- Exercise details -
Please copy every line from the records below that contains the string "pipeline".

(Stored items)
^^^^

//! PDS (Personal Data Server) snapshot source boundary.
//!
//! The pipeline only consumes the outputs of these calls; account and
//! record CRUD live on the server side.

pub mod client;

pub use client::{PdsClient, RawRecord, Session, DEFAULT_SERVICE_URL, POST_COLLECTION};

use crate::Result;
use async_trait::async_trait;

/// Supplies either the raw repository archive or a flat record listing;
/// the pipeline treats both as ingestible sources.
#[async_trait]
pub trait SnapshotSource: Send + Sync {
    /// Full repository export as CAR bytes.
    async fn fetch_archive(&self, did: &str) -> Result<Vec<u8>>;

    /// Flat listing of post records.
    async fn list_records(&self, did: &str, limit: u32) -> Result<Vec<RawRecord>>;
}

^^^^

- Answer section -
//! The pipeline only consumes the outputs of these calls; account and
/// the pipeline treats both as ingestible sources.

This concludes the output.